February 22, 2021
In response to the economic downturn at the start of the coronavirus pandemic, Congress passed an employee retention credit under Section 2301 of the CARES Act. The employee retention credit is a refundable tax credit for qualified wages paid from March 13, 2020, through June 30, 2021, by eligible employers. But, different rules apply to credits for qualified wages paid in 2020 and qualified wages paid in 2021.
The 2020 Employee Retention Credit
For wages paid in 2020, the credit amount is 50% of qualified wages, taking into account up to $10,000 of qualified wages, yielding a maximum credit of $5,000 per employee. The wages eligible for the credit depend on an employer’s average number of full-time employees in 2019. Under the credit, an eligible employer with more than 100 full-time employees can only take into account the wages paid to the employees who were not providing services during the period the employer is eligible for the credit. But, employers with 100 or fewer full-time employees can take all wages paid into account.

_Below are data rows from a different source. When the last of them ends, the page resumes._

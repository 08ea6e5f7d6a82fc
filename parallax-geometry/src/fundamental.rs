//! Fundamental matrix estimation from point correspondences
//!
//! Implements the normalized 8-point algorithm and a seeded RANSAC wrapper
//! for robust estimation in the presence of outliers. Both are exposed behind
//! the [`FundamentalEstimator`] trait so matching code never depends on a
//! concrete solver.

use log::debug;
use nalgebra::{DMatrix, Matrix3, Point2, Vector3};
use rand::SeedableRng;
use rand_chacha::ChaCha8Rng;

use crate::GeometryError;

/// Minimal sample size of the 8-point solver.
const MIN_SAMPLES: usize = 8;

/// Robust multi-point fundamental-matrix estimation.
///
/// Implementations take paired pixel points (`points1[i]` corresponds to
/// `points2[i]`) and return `F` with the `p2^T * F * p1 = 0` convention.
pub trait FundamentalEstimator {
    fn estimate(
        &self,
        points1: &[Point2<f64>],
        points2: &[Point2<f64>],
    ) -> Result<Matrix3<f64>, GeometryError>;
}

/// Hartley normalization: translate the centroid to the origin and scale the
/// mean distance to sqrt(2). Returns the transformed points and the 3x3
/// transform that was applied.
fn normalize_points(points: &[Point2<f64>]) -> (Vec<Point2<f64>>, Matrix3<f64>) {
    let n = points.len() as f64;
    let cx = points.iter().map(|p| p.x).sum::<f64>() / n;
    let cy = points.iter().map(|p| p.y).sum::<f64>() / n;

    let mean_dist = points
        .iter()
        .map(|p| ((p.x - cx).powi(2) + (p.y - cy).powi(2)).sqrt())
        .sum::<f64>()
        / n;

    // Coincident input points leave nothing to scale
    let scale = if mean_dist > 1e-12 {
        std::f64::consts::SQRT_2 / mean_dist
    } else {
        1.0
    };

    let transformed = points
        .iter()
        .map(|p| Point2::new((p.x - cx) * scale, (p.y - cy) * scale))
        .collect();

    let t = Matrix3::new(
        scale, 0.0, -scale * cx, //
        0.0, scale, -scale * cy, //
        0.0, 0.0, 1.0,
    );

    (transformed, t)
}

/// Normalized 8-point algorithm for the fundamental matrix.
///
/// `pts1` and `pts2` are corresponding pixel points in two images. The
/// returned matrix is forced to rank 2, scaled to unit Frobenius norm, and
/// satisfies `p2^T * F * p1 = 0` up to numerical error.
pub fn fundamental_8point(
    pts1: &[Point2<f64>],
    pts2: &[Point2<f64>],
) -> Result<Matrix3<f64>, GeometryError> {
    if pts1.len() != pts2.len() {
        return Err(GeometryError::PointCountMismatch(pts1.len(), pts2.len()));
    }
    let n = pts1.len();
    if n < MIN_SAMPLES {
        return Err(GeometryError::NotEnoughPoints {
            needed: MIN_SAMPLES,
            got: n,
        });
    }

    let (pts1_n, t1) = normalize_points(pts1);
    let (pts2_n, t2) = normalize_points(pts2);

    // Design matrix A (n x 9) for p2^T F p1 = 0
    let mut a = DMatrix::<f64>::zeros(n.max(9), 9);
    for (i, (p1, p2)) in pts1_n.iter().zip(pts2_n.iter()).enumerate() {
        let (x, y) = (p1.x, p1.y);
        let (xp, yp) = (p2.x, p2.y);

        a[(i, 0)] = xp * x;
        a[(i, 1)] = xp * y;
        a[(i, 2)] = xp;
        a[(i, 3)] = yp * x;
        a[(i, 4)] = yp * y;
        a[(i, 5)] = yp;
        a[(i, 6)] = x;
        a[(i, 7)] = y;
        a[(i, 8)] = 1.0;
    }

    // Solve A f = 0: the singular vector for the smallest singular value
    let svd = a.svd(true, true);
    let v_t = svd.v_t.ok_or(GeometryError::SvdFailed)?;
    let f_vec = v_t.row(v_t.nrows() - 1);

    let mut f = Matrix3::zeros();
    for r in 0..3 {
        for c in 0..3 {
            f[(r, c)] = f_vec[3 * r + c];
        }
    }

    // Enforce the rank-2 constraint
    let svd_f = f.svd(true, true);
    let u = svd_f.u.ok_or(GeometryError::SvdFailed)?;
    let v_t = svd_f.v_t.ok_or(GeometryError::SvdFailed)?;
    let mut s = svd_f.singular_values;
    s[2] = 0.0;
    f = u * Matrix3::from_diagonal(&s) * v_t;

    // Denormalize and fix the projective scale
    f = t2.transpose() * f * t1;
    let norm = f.norm();
    if norm <= 1e-15 {
        return Err(GeometryError::SvdFailed);
    }
    Ok(f / norm)
}

/// Approximate symmetric epipolar distance in pixels.
///
/// Averages the point-to-line residual over both images via the standard
/// normalization by the epipolar line gradients.
pub fn epipolar_residual(f: &Matrix3<f64>, p1: &Point2<f64>, p2: &Point2<f64>) -> f64 {
    let x = Vector3::new(p1.x, p1.y, 1.0);
    let xp = Vector3::new(p2.x, p2.y, 1.0);

    let fx = f * x;
    let ftxp = f.transpose() * xp;
    let denom = (fx.x * fx.x + fx.y * fx.y + ftxp.x * ftxp.x + ftxp.y * ftxp.y).max(1e-12);
    let val = xp.dot(&fx);
    ((val * val) / denom).sqrt()
}

/// Plain normalized 8-point estimation over all given correspondences.
///
/// Suitable when the input pairs are already outlier-free.
#[derive(Debug, Clone, Copy, Default)]
pub struct EightPoint;

impl FundamentalEstimator for EightPoint {
    fn estimate(
        &self,
        points1: &[Point2<f64>],
        points2: &[Point2<f64>],
    ) -> Result<Matrix3<f64>, GeometryError> {
        fundamental_8point(points1, points2)
    }
}

/// Normalized 8-point inside a seeded RANSAC loop.
///
/// The seed makes estimation deterministic for a given input, which keeps
/// two-frame matching reproducible across runs.
#[derive(Debug, Clone, Copy)]
pub struct RansacEightPoint {
    /// Maximum number of minimal-sample iterations
    pub max_iters: usize,
    /// Inlier threshold on the symmetric epipolar distance (pixels)
    pub inlier_threshold: f64,
    /// RNG seed for sample selection
    pub seed: u64,
}

impl Default for RansacEightPoint {
    fn default() -> Self {
        Self {
            max_iters: 300,
            inlier_threshold: 1.5,
            seed: 42,
        }
    }
}

impl FundamentalEstimator for RansacEightPoint {
    fn estimate(
        &self,
        points1: &[Point2<f64>],
        points2: &[Point2<f64>],
    ) -> Result<Matrix3<f64>, GeometryError> {
        if points1.len() != points2.len() {
            return Err(GeometryError::PointCountMismatch(
                points1.len(),
                points2.len(),
            ));
        }
        let n = points1.len();
        if n < MIN_SAMPLES {
            return Err(GeometryError::NotEnoughPoints {
                needed: MIN_SAMPLES,
                got: n,
            });
        }

        let mut rng = ChaCha8Rng::seed_from_u64(self.seed);
        let mut best_inliers: Vec<usize> = Vec::new();

        for _ in 0..self.max_iters {
            let sample = rand::seq::index::sample(&mut rng, n, MIN_SAMPLES).into_vec();
            let s1: Vec<_> = sample.iter().map(|&i| points1[i]).collect();
            let s2: Vec<_> = sample.iter().map(|&i| points2[i]).collect();

            let model = match fundamental_8point(&s1, &s2) {
                Ok(model) => model,
                Err(_) => continue,
            };

            let inliers: Vec<usize> = (0..n)
                .filter(|&i| {
                    epipolar_residual(&model, &points1[i], &points2[i]) < self.inlier_threshold
                })
                .collect();

            if inliers.len() > best_inliers.len() {
                best_inliers = inliers;
                if best_inliers.len() == n {
                    break;
                }
            }
        }

        if best_inliers.len() < MIN_SAMPLES {
            return Err(GeometryError::RansacFailed);
        }

        debug!(
            "ransac fundamental: {}/{} inliers after at most {} iterations",
            best_inliers.len(),
            n,
            self.max_iters
        );

        // Refit on the full consensus set
        let i1: Vec<_> = best_inliers.iter().map(|&i| points1[i]).collect();
        let i2: Vec<_> = best_inliers.iter().map(|&i| points2[i]).collect();
        fundamental_8point(&i1, &i2)
    }
}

In this previous client alert, we discussed the definition of qualifying wages for the 2020 Employee Retention Credit and how the IRS guidance on the definition differs from the interpretation of the Joint Committee on Taxation. We also contacted an attorney at the Service Chief Counsel Office to discuss the employee retention credit. The Service had released the guidance before the Joint Committee on Taxation released its interpretation, and it recognized that the Service’s position in the guidance was more favorable to taxpayers.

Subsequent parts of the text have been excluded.